5 Opinion Regarding Legality
23 Consent of Counsel (included in the opinion)
KIRKPATRICK & LOCKHART LLP
1800 Massachusetts Avenue, N.W.
2nd Floor
Washington, D.C. 20036-1800
April 17, 1997
Federal Realty Investment Trust
1626 East Jefferson Street
Rockville, Maryland 20852
Ladies/Gentlemen:
You have requested our opinion as counsel to Federal Realty Investment
Trust, a business trust organized under the laws of the District of Columbia
with its headquarters located in Rockville, Maryland ("Trust"), in connection
with a Prospectus Supplement, dated April 17, 1997 to the Trust's Prospectus,
dated November 7, 1995 (registration statement No. 33-63687) ("Registration
Statement") relating to the issue and sale by the Trust of a series of its debt
securities entitled "Medium-Term Notes Due Nine Months or More from Date of
Issue" (the "Notes"), pursuant to a distribution agreement, dated April 17, 1997
(the "Distribution Agreement") between the Trust and J.P. Morgan Securities
Inc., Alex. Brown & Sons Incorporated, First Union Capital Markets Corp.,
Goldman, Sachs & Co. and Merrill Lynch & Co., Merrill Lynch, Pierce, Fenner &
Smith Incorporated.
We have participated in the preparation of the Registration Statement,
and in connection therewith, have examined and relied upon the originals or
copies of such records, agreements, documents and other instruments, including
the Third Amended and Restated Declaration of Trust of the Trust ("Declaration
of Trust"), the Bylaws of the Trust, the minutes of the meetings of the Trustees
to date relating to the authorization for issuance of the Notes and have made
such inquiries of such officer and representatives as we have deemed relevant
and necessary as the basis for the opinion hereinafter set forth. In such
examination, we have assumed, without independent verification, the genuineness
of all signatures (whether original or photostatic), the legal capacity of
natural persons, the authenticity of all documents submitted to us as originals,
and the conformity to authentic original documents of all documents submitted to
us as certified or photostatic copies. We have assumed, without independent
verification, the accuracy of the relevant facts stated therein.
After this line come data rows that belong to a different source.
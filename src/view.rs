//! Plain-text rendering of board snapshots, side by side.

use crate::core::BoardSnapshot;

const GAP: &str = "   ";
const HEADER_WIDTH: usize = 14;

/// Render every board next to each other with a small header per board.
pub fn render_boards(boards: &[BoardSnapshot]) -> String {
    let columns: Vec<Vec<String>> = boards.iter().map(board_lines).collect();
    let height = columns.iter().map(Vec::len).max().unwrap_or(0);

    let mut out = String::new();
    for row in 0..height {
        let line: Vec<String> = columns
            .iter()
            .zip(boards)
            .map(|(lines, board)| {
                let width = board.width as usize + 2;
                let cell = lines.get(row).map(String::as_str).unwrap_or("");
                format!("{:<width$}", cell, width = width.max(HEADER_WIDTH))
            })
            .collect();
        out.push_str(line.join(GAP).trim_end());
        out.push('\n');
    }
    out
}

fn board_lines(board: &BoardSnapshot) -> Vec<String> {
    let held = board.held.map_or("-", |s| s.as_str());
    let preview: String = board.preview.iter().map(|s| s.as_str()).collect();

    let mut lines = vec![
        format!("board {}", board.id.0),
        format!("hold {}{}", held, if board.hold_used { "*" } else { "" }),
        format!("next {}", preview),
        format!("garbage {}", board.pending_garbage),
    ];
    for row in board.to_text().lines() {
        lines.push(format!("|{}|", row));
    }
    lines.push(format!("+{}+", "-".repeat(board.width as usize)));
    if board.game_over {
        lines.push("GAME OVER".to_string());
    }
    lines
}
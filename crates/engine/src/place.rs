//! Placement - drive a board to a search goal in one go
//!
//! Search scratch boards do not replay the tick-by-tick input a controller
//! would send. They hold if asked, rotate by the orientation delta, jump
//! straight to the target column and hard-drop.

use tetris_duel_core::{AfterLock, BoardState};

/// Where the search wants the current piece to end up
#[derive(Debug, Clone, Copy, PartialEq, Eq, Hash, Default)]
pub struct Goal {
    /// Hold before placing (the goal then refers to the swapped-in piece)
    pub hold_first: bool,
    /// Target orientation index
    pub orientation: u8,
    /// Target anchor column
    pub x: i8,
}

impl Goal {
    pub fn new(orientation: u8, x: i8) -> Self {
        Self {
            hold_first: false,
            orientation,
            x,
        }
    }

    pub fn with_hold(self) -> Self {
        Self {
            hold_first: true,
            ..self
        }
    }
}

#[derive(Debug, Clone, Copy, PartialEq, Eq)]
pub enum PlaceError {
    HoldUnavailable,
    RotationBlocked,
    XOutOfBounds,
    XBlocked,
    NotPlayable,
}

impl PlaceError {
    pub fn code(self) -> &'static str {
        match self {
            PlaceError::HoldUnavailable => "hold_unavailable",
            PlaceError::RotationBlocked
            | PlaceError::XOutOfBounds
            | PlaceError::XBlocked
            | PlaceError::NotPlayable => "invalid_place",
        }
    }

    pub fn message(self) -> &'static str {
        match self {
            PlaceError::HoldUnavailable => "hold requested when unavailable",
            PlaceError::RotationBlocked => "could not rotate to target orientation",
            PlaceError::XOutOfBounds => "target x would place piece out of bounds",
            PlaceError::XBlocked => "target x collides with the stack",
            PlaceError::NotPlayable => "board is game over",
        }
    }
}

/// Apply `goal` to `board` and lock the piece. Returns the number of cleared
/// rows. On error the board may be partially modified; callers work on clones.
pub fn apply_goal(board: &mut BoardState, goal: Goal, after: AfterLock) -> Result<u32, PlaceError> {
    if board.game_over() {
        return Err(PlaceError::NotPlayable);
    }

    if goal.hold_first && !board.hold() {
        return Err(PlaceError::HoldUnavailable);
    }
    if board.game_over() {
        return Err(PlaceError::NotPlayable);
    }

    let delta = goal.orientation as i8 - board.piece().orientation as i8;
    if !board.rotate(delta) || board.piece().orientation != goal.orientation {
        return Err(PlaceError::RotationBlocked);
    }

    let piece = *board.piece();
    let (min_dx, max_dx) = piece.x_extent();
    let width = board.width() as i16;
    let x = goal.x as i16;
    if x + (min_dx as i16) < 0 || x + (max_dx as i16) >= width {
        return Err(PlaceError::XOutOfBounds);
    }

    if !board.translate(goal.x - piece.anchor.x, 0) {
        return Err(PlaceError::XBlocked);
    }

    Ok(board.hard_drop(after))
}
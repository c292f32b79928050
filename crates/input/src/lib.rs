//! Terminal input module (controller-facing).
//!
//! Maps `crossterm` key events onto [`crate::types::Key`] and tracks them into
//! one [`crate::types::InputFrame`] per tick for the human controller,
//! including terminals without key-release events.

pub mod handler;
pub mod map;

pub use tetris_duel_types as types;

pub use handler::InputHandler;
pub use map::{handle_key_event, map_key, should_quit};
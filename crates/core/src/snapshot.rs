use arrayvec::ArrayVec;

use crate::types::{BoardId, Cell, Shape, TileState, PREVIEW_LEN};

#[derive(Debug, Clone, Copy, PartialEq, Eq, Hash)]
pub struct ActiveSnapshot {
    pub shape: Shape,
    pub orientation: u8,
    pub anchor: Cell,
    /// Absolute cells
    pub cells: [Cell; 4],
    /// Absolute cells at the hard-drop landing spot
    pub ghost_cells: [Cell; 4],
}

/// Read-only copy of a board for rendering
#[derive(Debug, Clone, PartialEq, Eq)]
pub struct BoardSnapshot {
    pub id: BoardId,
    pub width: u8,
    pub height: u8,
    /// Row-major, row 0 at the bottom
    pub tiles: Vec<TileState>,
    pub active: ActiveSnapshot,
    pub held: Option<Shape>,
    pub hold_used: bool,
    pub preview: ArrayVec<Shape, PREVIEW_LEN>,
    pub pending_garbage: u32,
    pub game_over: bool,
}

impl BoardSnapshot {
    pub fn tile(&self, x: usize, y: usize) -> TileState {
        if x >= self.width as usize || y >= self.height as usize {
            return TileState::Empty;
        }
        self.tiles[y * self.width as usize + x]
    }

    /// Text dump, top row first, with the active piece drawn in lowercase and
    /// its ghost as `:`.
    pub fn to_text(&self) -> String {
        let w = self.width as usize;
        let h = self.height as usize;
        let mut rows: Vec<Vec<char>> = (0..h)
            .map(|y| (0..w).map(|x| self.tile(x, y).glyph()).collect())
            .collect();

        let mut paint = |cells: &[Cell; 4], glyph: char| {
            for cell in cells {
                if cell.x < 0 || cell.y < 0 {
                    continue;
                }
                let (x, y) = (cell.x as usize, cell.y as usize);
                if x < w && y < h && rows[y][x] == '.' {
                    rows[y][x] = glyph;
                }
            }
        };
        if !self.game_over {
            paint(&self.active.ghost_cells, ':');
            let glyph = self.active.shape.as_str().chars().next().unwrap_or('?');
            paint(&self.active.cells, glyph);
        }

        let mut out = String::with_capacity((w + 1) * h);
        for row in rows.iter().rev() {
            out.extend(row.iter());
            out.push('\n');
        }
        out
    }
}
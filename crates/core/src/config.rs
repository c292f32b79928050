//! Board configuration - dimensions and timing

use crate::error::BoardError;
use crate::types::{
    BOARD_HEIGHT, BOARD_WIDTH, LOCK_DELAY_MS, MAX_LOCK_DELAY_MS, MIN_BOARD_DIM, STEP_DELAY_MS,
};

/// Size and timing of one board
#[derive(Debug, Clone, Copy, PartialEq, Eq)]
pub struct BoardConfig {
    pub width: u8,
    pub height: u8,
    /// Forced gravity interval
    pub step_delay_ms: u32,
    /// Grace period once the piece cannot fall; reset by sideways moves and rotations
    pub lock_delay_ms: u32,
    /// Ceiling measured from the first landing of a piece; never reset
    pub max_lock_delay_ms: u32,
}

impl Default for BoardConfig {
    fn default() -> Self {
        Self {
            width: BOARD_WIDTH,
            height: BOARD_HEIGHT,
            step_delay_ms: STEP_DELAY_MS,
            lock_delay_ms: LOCK_DELAY_MS,
            max_lock_delay_ms: MAX_LOCK_DELAY_MS,
        }
    }
}

impl BoardConfig {
    pub fn with_size(width: u8, height: u8) -> Self {
        Self {
            width,
            height,
            ..Self::default()
        }
    }

    /// Reject boards that could not hold a spawned piece.
    pub fn validate(&self) -> Result<(), BoardError> {
        // Anchors are i8; keep every coordinate (plus kicks) representable.
        if self.width < MIN_BOARD_DIM
            || self.height < MIN_BOARD_DIM
            || self.width > 100
            || self.height > 100
        {
            return Err(BoardError::DegenerateSize {
                width: self.width,
                height: self.height,
            });
        }
        if self.step_delay_ms == 0 || self.lock_delay_ms == 0 {
            return Err(BoardError::ZeroTiming);
        }
        Ok(())
    }
}

#[cfg(test)]
mod tests {
    use super::*;

    #[test]
    fn default_is_valid() {
        assert!(BoardConfig::default().validate().is_ok());
        assert_eq!(BoardConfig::default().width, 10);
        assert_eq!(BoardConfig::default().height, 20);
    }

    #[test]
    fn degenerate_sizes_rejected() {
        for (w, h) in [(0, 20), (3, 20), (10, 3), (101, 20)] {
            assert!(matches!(
                BoardConfig::with_size(w, h).validate(),
                Err(BoardError::DegenerateSize { .. })
            ));
        }
    }

    #[test]
    fn zero_step_delay_rejected() {
        let config = BoardConfig {
            step_delay_ms: 0,
            ..BoardConfig::default()
        };
        assert_eq!(config.validate(), Err(BoardError::ZeroTiming));
    }
}
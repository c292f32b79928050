//! Board state module - the deterministic board-state machine
//!
//! [`BoardState`] owns the grid, the active piece, the upcoming queue, the
//! held shape, the gravity / lock timers and the pending garbage count. All
//! mutation from the outside goes through [`BoardState::make_move`]; the
//! finer-grained operations (`translate`, `rotate`, `hard_drop`, `hold`) are
//! public for the search engine, which drives scratch clones directly.
//!
//! # Timing
//!
//! The board owns a millisecond clock advanced by the caller on every
//! `make_move`. Gravity runs once per elapsed step delay. When gravity fails
//! the piece starts *locking*: it locks once the clock passes either the lock
//! deadline (pushed back by every successful sideways move or rotation) or the
//! max-lock deadline (armed at the first landing of the piece, never pushed
//! back).
//!
//! # Example
//!
//! ```
//! use tetris_duel_core::BoardState;
//! use tetris_duel_types::{Direction, Move};
//!
//! let mut board = BoardState::with_seed(7);
//! board.make_move(Move::translate(Direction::Left), 16);
//! let results = board.make_move(Move::hard_drop(), 16);
//! assert!(results.locked);
//! assert!(!board.game_over());
//! ```

use crate::catalog::{kicks_for, rotate_cells, shape_data, ShapeCells};
use crate::config::BoardConfig;
use crate::error::BoardError;
use crate::garbage::garbage_for_clear;
use crate::grid::Grid;
use crate::piece::ActivePiece;
use crate::rng::{shuffled_bag, PieceQueue, SimpleRng};
use crate::snapshot::{ActiveSnapshot, BoardSnapshot};
use crate::types::{BoardId, Cell, Move, MoveResults, Shape, TileState, PREVIEW_LEN};

/// What happens after a piece is merged into the grid
#[derive(Debug, Clone, Copy, PartialEq, Eq)]
pub enum AfterLock {
    /// Spawn the next queued shape (normal play)
    Spawn,
    /// Leave the merged piece in place; used by simulation-only placements
    NoSpawn,
}

/// Complete state of one board
#[derive(Debug, Clone)]
pub struct BoardState {
    id: BoardId,
    config: BoardConfig,
    grid: Grid,
    queue: PieceQueue,
    rng: SimpleRng,
    held: Option<Shape>,
    piece: ActivePiece,
    hold_used: bool,
    game_over: bool,
    pending_garbage: u32,
    clock_ms: u64,
    next_step_ms: u64,
    locking: bool,
    lock_deadline_ms: u64,
    max_lock_deadline_ms: Option<u64>,
}

impl BoardState {
    /// Build a board and spawn its first piece.
    ///
    /// Fails on a degenerate size, zero timing, or an empty initial queue.
    pub fn new(
        config: BoardConfig,
        initial_queue: &[Shape],
        rng: SimpleRng,
    ) -> Result<Self, BoardError> {
        config.validate()?;
        if initial_queue.is_empty() {
            return Err(BoardError::EmptyQueue);
        }
        Ok(Self::build(config, initial_queue, rng))
    }

    /// Default-sized board whose first bag comes from `seed`
    pub fn with_seed(seed: u32) -> Self {
        let mut rng = SimpleRng::new(seed);
        let bag = shuffled_bag(&mut rng);
        Self::build(BoardConfig::default(), &bag, rng)
    }

    fn build(config: BoardConfig, initial_queue: &[Shape], mut rng: SimpleRng) -> Self {
        let mut queue = PieceQueue::new(initial_queue, &mut rng);
        let first = queue.pop(&mut rng);
        let mut board = Self {
            id: BoardId::default(),
            config,
            grid: Grid::new(config.width, config.height),
            queue,
            rng,
            held: None,
            piece: ActivePiece::new(first, Cell::default()),
            hold_used: false,
            game_over: false,
            pending_garbage: 0,
            clock_ms: 0,
            next_step_ms: 0,
            locking: false,
            lock_deadline_ms: 0,
            max_lock_deadline_ms: None,
        };
        board.spawn(first);
        board
    }

    /// Tag the board for garbage routing
    pub fn with_id(mut self, id: BoardId) -> Self {
        self.id = id;
        self
    }

    pub fn id(&self) -> BoardId {
        self.id
    }

    pub fn config(&self) -> &BoardConfig {
        &self.config
    }

    pub fn grid(&self) -> &Grid {
        &self.grid
    }

    pub fn width(&self) -> u8 {
        self.config.width
    }

    pub fn height(&self) -> u8 {
        self.config.height
    }

    pub fn piece(&self) -> &ActivePiece {
        &self.piece
    }

    pub fn held(&self) -> Option<Shape> {
        self.held
    }

    pub fn hold_used(&self) -> bool {
        self.hold_used
    }

    pub fn queue(&self) -> &PieceQueue {
        &self.queue
    }

    pub fn game_over(&self) -> bool {
        self.game_over
    }

    pub fn pending_garbage(&self) -> u32 {
        self.pending_garbage
    }

    pub fn now_ms(&self) -> u64 {
        self.clock_ms
    }

    pub fn locking(&self) -> bool {
        self.locking
    }

    pub fn lock_deadline_ms(&self) -> u64 {
        self.lock_deadline_ms
    }

    pub fn max_lock_deadline_ms(&self) -> Option<u64> {
        self.max_lock_deadline_ms
    }

    /// Apply one tick of input.
    ///
    /// - `hold`: swap with the held shape (no-op if already used this piece)
    /// - `hard_drop`: drop to rest and lock
    /// - otherwise: at most one translation and one rotation, then gravity and
    ///   lock-delay bookkeeping for this tick
    ///
    /// `elapsed_ms` advances the board clock before the move is applied. A board
    /// in game over ignores every move.
    pub fn make_move(&mut self, mv: Move, elapsed_ms: u32) -> MoveResults {
        let mut results = MoveResults::default();
        if self.game_over {
            return results;
        }
        self.clock_ms += u64::from(elapsed_ms);

        if mv.hold {
            self.hold();
            results.held = true;
        } else if mv.hard_drop {
            results.locked = true;
            results.lines_cleared = self.hard_drop(AfterLock::Spawn);
        } else {
            if let Some((dx, dy)) = mv.direction.delta() {
                self.translate(dx, dy);
            }
            let amount = mv.rotation.amount();
            if amount != 0 {
                self.rotate(amount);
            }

            self.step();
            if self.lock_due() {
                results.locked = true;
                results.lines_cleared = self.lock(AfterLock::Spawn);
            }
        }

        results
    }

    /// Whether the active piece fits with its anchor at `anchor`
    pub fn is_valid_position(&self, anchor: Cell) -> bool {
        self.fits(&self.piece.cells, anchor)
    }

    fn fits(&self, cells: &ShapeCells, anchor: Cell) -> bool {
        cells.iter().all(|c| {
            match (c.x.checked_add(anchor.x), c.y.checked_add(anchor.y)) {
                (Some(x), Some(y)) => self.grid.is_free(x, y),
                _ => false,
            }
        })
    }

    /// Whether the active piece could move by (dx, dy)
    pub fn can_move(&self, dx: i8, dy: i8) -> bool {
        self.checked_offset(dx, dy)
            .is_some_and(|anchor| self.is_valid_position(anchor))
    }

    /// Move the active piece by (dx, dy). Returns false, leaving the board
    /// untouched, if the target collides or leaves the grid.
    pub fn translate(&mut self, dx: i8, dy: i8) -> bool {
        if self.game_over {
            return false;
        }
        let Some(anchor) = self.checked_offset(dx, dy) else {
            return false;
        };
        if !self.is_valid_position(anchor) {
            return false;
        }

        self.piece.anchor = anchor;
        if dx != 0 {
            self.extend_lock();
        }
        true
    }

    fn checked_offset(&self, dx: i8, dy: i8) -> Option<Cell> {
        let Cell { x, y } = self.piece.anchor;
        Some(Cell::new(x.checked_add(dx)?, y.checked_add(dy)?))
    }

    /// Rotate by `amount` quarter turns (positive is clockwise).
    ///
    /// The amount is taken mod 4: 2 is two clockwise turns and 3 is one
    /// counter-clockwise turn. Each quarter turn either succeeds (possibly with
    /// a kick) or leaves orientation and cells exactly as they were. Returns
    /// true when every requested quarter turn succeeded.
    pub fn rotate(&mut self, amount: i8) -> bool {
        if self.game_over {
            return false;
        }
        match amount.rem_euclid(4) {
            0 => true,
            1 => self.rotate_quarter(1),
            2 => self.rotate_quarter(1) && self.rotate_quarter(1),
            _ => self.rotate_quarter(-1),
        }
    }

    fn rotate_quarter(&mut self, direction: i8) -> bool {
        let current = self.piece;
        let data = shape_data(current.shape);
        let orientation = (current.orientation as i8 + direction).rem_euclid(4) as u8;
        let cells = rotate_cells(&current.cells, data.pivot, direction);

        for &(kx, ky) in kicks_for(current.shape, orientation, direction) {
            let anchor = current.anchor.offset(kx, ky);
            if self.fits(&cells, anchor) {
                self.piece = ActivePiece {
                    orientation,
                    anchor,
                    cells,
                    ..current
                };
                self.extend_lock();
                return true;
            }
        }

        false
    }

    fn extend_lock(&mut self) {
        if self.locking {
            self.lock_deadline_ms = self.clock_ms + u64::from(self.config.lock_delay_ms);
        }
    }

    /// Gravity for this tick
    fn step(&mut self) {
        if self.clock_ms < self.next_step_ms {
            return;
        }
        self.next_step_ms += u64::from(self.config.step_delay_ms);

        if self.translate(0, -1) {
            self.locking = false;
        } else if !self.locking {
            self.locking = true;
            self.lock_deadline_ms = self.clock_ms + u64::from(self.config.lock_delay_ms);
            if self.max_lock_deadline_ms.is_none() {
                self.max_lock_deadline_ms =
                    Some(self.clock_ms + u64::from(self.config.max_lock_delay_ms));
            }
        }
    }

    fn lock_due(&self) -> bool {
        if !self.locking {
            return false;
        }
        let past_max = self
            .max_lock_deadline_ms
            .map_or(false, |deadline| self.clock_ms > deadline);
        self.clock_ms > self.lock_deadline_ms || past_max
    }

    /// Anchor where the active piece would come to rest
    pub fn ghost_anchor(&self) -> Cell {
        let mut anchor = self.piece.anchor;
        while anchor.y > i8::MIN && self.is_valid_position(anchor.offset(0, -1)) {
            anchor = anchor.offset(0, -1);
        }
        anchor
    }

    /// Drop to rest and lock. Returns the number of cleared rows.
    pub fn hard_drop(&mut self, after: AfterLock) -> u32 {
        if self.game_over {
            return 0;
        }
        while self.translate(0, -1) {}
        self.lock(after)
    }

    /// Merge the active piece, clear rows, apply pending garbage, then spawn
    /// unless suppressed. Returns the number of cleared rows.
    pub fn lock(&mut self, after: AfterLock) -> u32 {
        if self.game_over {
            return 0;
        }
        let tile = TileState::Piece(self.piece.shape);
        for cell in self.piece.absolute_cells() {
            self.grid.set(cell.x, cell.y, tile);
        }

        let cleared = self.grid.clear_full_rows() as u32;
        self.push_garbage();

        if after == AfterLock::Spawn {
            let next = self.queue.pop(&mut self.rng);
            self.spawn(next);
        }
        cleared
    }

    fn spawn(&mut self, shape: Shape) {
        let anchor = ActivePiece::spawn_anchor(shape, self.config.width, self.config.height);
        self.piece = ActivePiece::new(shape, anchor);
        self.next_step_ms = self.clock_ms + u64::from(self.config.step_delay_ms);
        self.locking = false;
        self.lock_deadline_ms = 0;
        self.max_lock_deadline_ms = None;
        self.hold_used = false;

        if !self.is_valid_position(anchor) {
            self.game_over = true;
        }
    }

    /// Set the active shape aside, swapping with the held one (or taking the
    /// next queued shape if nothing is held). Once per piece; returns false if
    /// hold was already used.
    pub fn hold(&mut self) -> bool {
        if self.hold_used || self.game_over {
            return false;
        }
        let previous = self.held.replace(self.piece.shape);
        let next = match previous {
            Some(shape) => shape,
            None => self.queue.pop(&mut self.rng),
        };
        self.spawn(next);
        self.hold_used = true;
        true
    }

    /// Queue `rows` garbage rows for the next lock
    pub fn add_pending_garbage(&mut self, rows: u32) {
        self.pending_garbage = self.pending_garbage.saturating_add(rows);
    }

    /// Peer notification: `source` cleared `cleared` rows.
    ///
    /// Boards ignore their own clears; everyone else queues half the rows,
    /// rounded up.
    pub fn on_lines_cleared(&mut self, source: BoardId, cleared: u32) {
        if source != self.id {
            self.add_pending_garbage(garbage_for_clear(cleared));
        }
    }

    fn push_garbage(&mut self) {
        if self.pending_garbage == 0 {
            return;
        }
        let hole = self.rng.next_range(u32::from(self.config.width)) as usize;
        self.grid
            .push_garbage_rows(self.pending_garbage as usize, hole);
        self.pending_garbage = 0;
    }

    /// Write a tile directly, for scenario setup.
    ///
    /// Refuses (returns false) out-of-bounds writes and writes that would land
    /// under the active piece.
    pub fn set_tile(&mut self, x: i8, y: i8, tile: TileState) -> bool {
        let cell = Cell::new(x, y);
        if !tile.is_empty() && self.piece.absolute_cells().contains(&cell) {
            return false;
        }
        self.grid.set(x, y, tile)
    }

    /// Read-only view for rendering
    pub fn snapshot(&self) -> BoardSnapshot {
        let ghost = self.ghost_anchor();
        BoardSnapshot {
            id: self.id,
            width: self.config.width,
            height: self.config.height,
            tiles: self.grid.tiles().to_vec(),
            active: ActiveSnapshot {
                shape: self.piece.shape,
                orientation: self.piece.orientation,
                anchor: self.piece.anchor,
                cells: self.piece.absolute_cells(),
                ghost_cells: self.piece.cells_at(ghost),
            },
            held: self.held,
            hold_used: self.hold_used,
            preview: self.queue.iter().take(PREVIEW_LEN).collect(),
            pending_garbage: self.pending_garbage,
            game_over: self.game_over,
        }
    }
}
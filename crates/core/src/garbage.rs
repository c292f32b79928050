//! Garbage routing between boards
//!
//! A board that clears rows sends half of them (rounded up) to every other
//! board in the match. The rows are only queued here; each receiver pushes
//! them under its stack the next time it locks a piece.

use crate::board_state::BoardState;
use crate::types::BoardId;

/// Rows sent to each opponent for a clear of `cleared` rows
pub fn garbage_for_clear(cleared: u32) -> u32 {
    cleared.div_ceil(2)
}

/// Notify every board that `source` cleared `cleared` rows.
///
/// The sender is part of `boards` and ignores its own notification.
pub fn broadcast_lines_cleared<'a>(
    boards: impl IntoIterator<Item = &'a mut BoardState>,
    source: BoardId,
    cleared: u32,
) {
    if cleared == 0 {
        return;
    }
    for board in boards {
        board.on_lines_cleared(source, cleared);
    }
}
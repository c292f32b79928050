//! Key tracker for terminal environments.
//!
//! Turns press/release events into one [`InputFrame`] per tick. Terminals
//! that never emit release events are handled with a timeout: a key with no
//! press (or auto-repeat) for longer than the timeout counts as released.

use crossterm::event::{KeyCode, KeyEvent, KeyEventKind};

use crate::map::handle_key_event;
use crate::types::{InputFrame, Key, KeySet};

// In terminals without key-release events, a short timeout prevents a single tap
// from turning into a sustained "held" state that triggers key repeats.
const DEFAULT_KEY_RELEASE_TIMEOUT_MS: u32 = 150;

#[derive(Debug, Clone)]
pub struct InputHandler {
    pressed: KeySet,
    held: KeySet,
    since_press_ms: [u32; Key::ALL.len()],
    key_release_timeout_ms: u32,
}

impl Default for InputHandler {
    fn default() -> Self {
        Self::new()
    }
}

impl InputHandler {
    pub fn new() -> Self {
        Self {
            pressed: KeySet::empty(),
            held: KeySet::empty(),
            since_press_ms: [0; Key::ALL.len()],
            key_release_timeout_ms: DEFAULT_KEY_RELEASE_TIMEOUT_MS,
        }
    }

    pub fn with_key_release_timeout_ms(mut self, timeout_ms: u32) -> Self {
        self.key_release_timeout_ms = timeout_ms;
        self
    }

    /// Feed one terminal key event. Returns the logical key it touched.
    pub fn handle_event(&mut self, event: KeyEvent) -> Option<Key> {
        let key = handle_key_event(event)?;
        match event.kind {
            KeyEventKind::Release => self.release(key),
            KeyEventKind::Press | KeyEventKind::Repeat => self.press(key),
        }
        Some(key)
    }

    pub fn handle_key_press(&mut self, code: KeyCode) -> Option<Key> {
        self.handle_event(KeyEvent::from(code))
    }

    pub fn handle_key_release(&mut self, code: KeyCode) {
        let mut event = KeyEvent::from(code);
        event.kind = KeyEventKind::Release;
        self.handle_event(event);
    }

    fn press(&mut self, key: Key) {
        // Auto-repeat of a key already down only refreshes its timeout.
        if !self.held.contains(key) {
            self.pressed.insert(key);
            self.held.insert(key);
        }
        self.since_press_ms[key as usize] = 0;
    }

    fn release(&mut self, key: Key) {
        self.held.remove(key);
    }

    /// Advance timers and auto-release keys that went quiet.
    pub fn update(&mut self, elapsed_ms: u32) {
        for key in Key::ALL {
            if !self.held.contains(key) {
                continue;
            }
            let since = &mut self.since_press_ms[key as usize];
            *since = since.saturating_add(elapsed_ms);
            if *since > self.key_release_timeout_ms {
                self.held.remove(key);
            }
        }
    }

    /// Frame for this tick; consumes the fresh presses.
    pub fn frame(&mut self) -> InputFrame {
        let frame = InputFrame {
            pressed: self.pressed,
            held: self.held,
        };
        self.pressed = KeySet::empty();
        frame
    }
}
As to any other facts material to the opinion expressed herein that
were not independently established or verified, we have relied upon statements
and representations of officers and employees of the Trust.
Based upon the foregoing and subject to the qualifications set forth
below, we are of the opinion that:
The Notes have been duly authorized for issuance, offer and sale
pursuant to the Distribution Agreement, and when issued, authenticated and
delivered pursuant to the provisions of the Distribution Agreement and the
Indenture, dated as of December 1, 1993, between the Trust and Signet Trust
Company ("Indenture"), against payment of the consideration therefor, the Notes
will constitute valid and legally binding obligations of the Trust enforceable
in accordance with their terms, except to the extent that enforcement thereof
may be limited by bankruptcy, insolvency, reorganization or other similar laws
relating to or affecting enforcement of creditors' rights or by general equity
principles.
To the extent that the obligations of the Trust under the Distribution
Agreement and Indenture may be dependent upon such matters, we assume for
purposes of this opinion that the Trustee, Calculation Agent and Paying Agent
are, respectively, duly organized, validly existing and in good standing under
the applicable laws of the jurisdictions of organization of the Trustee,
Calculation Agent and Paying Agent; that the Trustee, Calculation Agent and
Paying Agent are, respectively, in compliance generally with respect to acting
as a trustee, calculation agent and paying agent under the Indenture and
Distribution Agreement, and with all applicable laws and regulations; and that
the Trustee, Calculation Agent and Paying Agent have, respectively, the
requisite organizational and legal power and authority to perform their
respective obligations under the Indenture and Distribution Agreement.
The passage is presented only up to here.